If you’re using Neopixels, your data transmission is 800 kbps, so 2800 in one long run will be limited to 12 FPS. In addition, 2800 is a very long run, and depending on your physical spacing, data will likely degrade too much. I’ll assume proper power injection and skip that factor; still, people tend to self-limit the length of any particular run to avoid data transmission problems from EMI, impedance, attenuation, reflections, and jitter. Common limits I’ve seen people use are 250, 500, 800, or “whatever (5-10) meters is”. If I know I’ll be getting up there in length, I’ll always try to validate this with the actual pixels.
If you’re using clocked pixels (4 wires, like SK9822), you can use faster data transmission rates like 2Mbps, yielding a theoretical 30FPS for 2800 pixels in each long serial run, but you’ll still need to experimentally find that max pixel run for data integrity.
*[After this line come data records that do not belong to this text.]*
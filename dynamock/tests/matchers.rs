// vim: tw=80
//! Argument constraints: literals, sentinels, predicates and closures.
#![deny(warnings)]

use dynamock::{*, matcher::*};

#[test]
fn literal_requires_exact_type() {
    let item = MockHandle::new("item");
    item.should_receive("find").with(params![1i32]).and_return(true);
    assert!(item.call_as::<bool>("find", args![1i32]).unwrap());
    let e = item.call("find", args![1u64]).unwrap_err();
    assert!(matches!(e, MockError::NoMatchingExpectation{..}));
}

#[test]
fn str_literal_matches_string() {
    let item = MockHandle::new("item");
    item.should_receive("find").with(params!["guitar"]).and_return(true);
    assert!(item.call_as::<bool>("find", args!["guitar"]).unwrap());
    assert!(item.call_as::<bool>("find", args![String::from("guitar")])
        .unwrap());
    assert!(item.call("find", args!["piano"]).is_err());
}

#[test]
fn kind_of_matches_any_value_of_type() {
    let item = MockHandle::new("item");
    item.should_receive("find").with(params![kind_of::<String>()]);
    for s in ["", "a", "guitar"] {
        item.call("find", args![s.to_owned()]).unwrap();
    }
    assert!(item.call("find", args!["guitar"]).is_err());
    assert!(item.call("find", args![5i32]).is_err());
}

#[test]
fn any_callable_matches_any_callback() {
    let item = MockHandle::new("item");
    item.should_receive("each").with(params![any_callable()]);
    item.call("each", Args::new().with_block(|_| Ok(Value::unit())))
        .unwrap();
    item.call("each", Args::new().with_block(|_| Err(MockError::user("x"))))
        .unwrap();
    assert!(item.call("each", args![0i32]).is_err());
}

#[test]
fn any_and_rest() {
    let item = MockHandle::new("item");
    item.should_receive("log").with(params![any(), rest()]);
    item.call("log", args![1i32]).unwrap();
    item.call("log", args!["a", 2u8, 3.0f64]).unwrap();
    assert!(item.call("log", args![]).is_err());
}

#[test]
fn arity_must_match() {
    let item = MockHandle::new("item");
    item.should_receive("find").with(params![1i32]);
    assert!(item.call("find", args![1i32, 2i32]).is_err());
    assert!(item.call("find", args![]).is_err());
}

#[test]
fn empty_params_match_no_arguments() {
    let item = MockHandle::new("item");
    item.should_receive("reset").with(params![]);
    item.call("reset", args![]).unwrap();
    assert!(item.call("reset", args![0i32]).is_err());
}

#[test]
fn predicates() {
    let item = MockHandle::new("item");
    item.should_receive("discount")
        .with(params![pred::<u32, _>(predicate::in_iter(vec![10, 20]))])
        .and_return(true);
    item.should_receive("discount")
        .with(params![function::<u32, _>(|x| *x > 100)])
        .and_return(false);
    assert!(item.call_as::<bool>("discount", args![20u32]).unwrap());
    assert!(!item.call_as::<bool>("discount", args![150u32]).unwrap());
    assert!(item.call("discount", args![50u32]).is_err());
}

#[test]
fn withf() {
    let item = MockHandle::new("item");
    item.should_receive("add")
        .withf(|args| args.len() == 2 &&
               args.get_as::<i32>(0) == args.get_as::<i32>(1))
        .and_return(true);
    assert!(item.call_as::<bool>("add", args![3i32, 3i32]).unwrap());
    assert!(item.call("add", args![3i32, 4i32]).is_err());
}

#[test]
fn with_any_args_undoes_with() {
    let item = MockHandle::new("item");
    item.should_receive("find").with(params![1i32]).with_any_args();
    item.call("find", args!["anything", 2u8]).unwrap();
}

#[test]
fn matching_is_idempotent() {
    let item = MockHandle::new("item");
    item.should_receive("find")
        .with(params![1i32, kind_of::<String>(), any_callable()])
        .and_return(true);
    let args = || args![1i32, String::from("a")]
        .with_block(|_| Ok(Value::unit()));
    for _ in 0..3 {
        assert!(item.call_as::<bool>("find", args()).unwrap());
    }
    for _ in 0..3 {
        assert!(item.call("find", args![2i32]).is_err());
    }
}

#[test]
fn mismatch_explains_every_candidate() {
    let item = MockHandle::new("item");
    item.should_receive("find").with(params![1i32]);
    item.should_receive("find").with(params![kind_of::<String>()]);
    let e = item.call("find", args![2i32]).unwrap_err();
    let msg = e.to_string();
    assert!(msg.contains("item: no matching expectation for find(2)"),
            "{msg}");
    assert!(msg.contains("find(var == 1)"), "{msg}");
    assert!(msg.contains("find(kind_of(alloc::string::String))"), "{msg}");
}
If you landed on 1000 pixels as a safe run, then your options are to use an output expander to break each PB’s 2800 (or 1400) pixels into 2-3 runs, or use a PB for each run. Your choice between these is commonly dictated by the physical layout of your project. For example, if you really needed 2800 in one long physical line, like around some big perimeter, then the output expanders aren’t a solution (because you never want more than 2-4 meters of wire between signal source and first pixel unless ALSO adding differential long-range transceivers, which just adds more soldering and complexity).
Some people instead try to inject signal amplifiers within one long run, but this commonly doesn’t work out very well.
I hope this helps, and apologies if some of this is stuff you already know.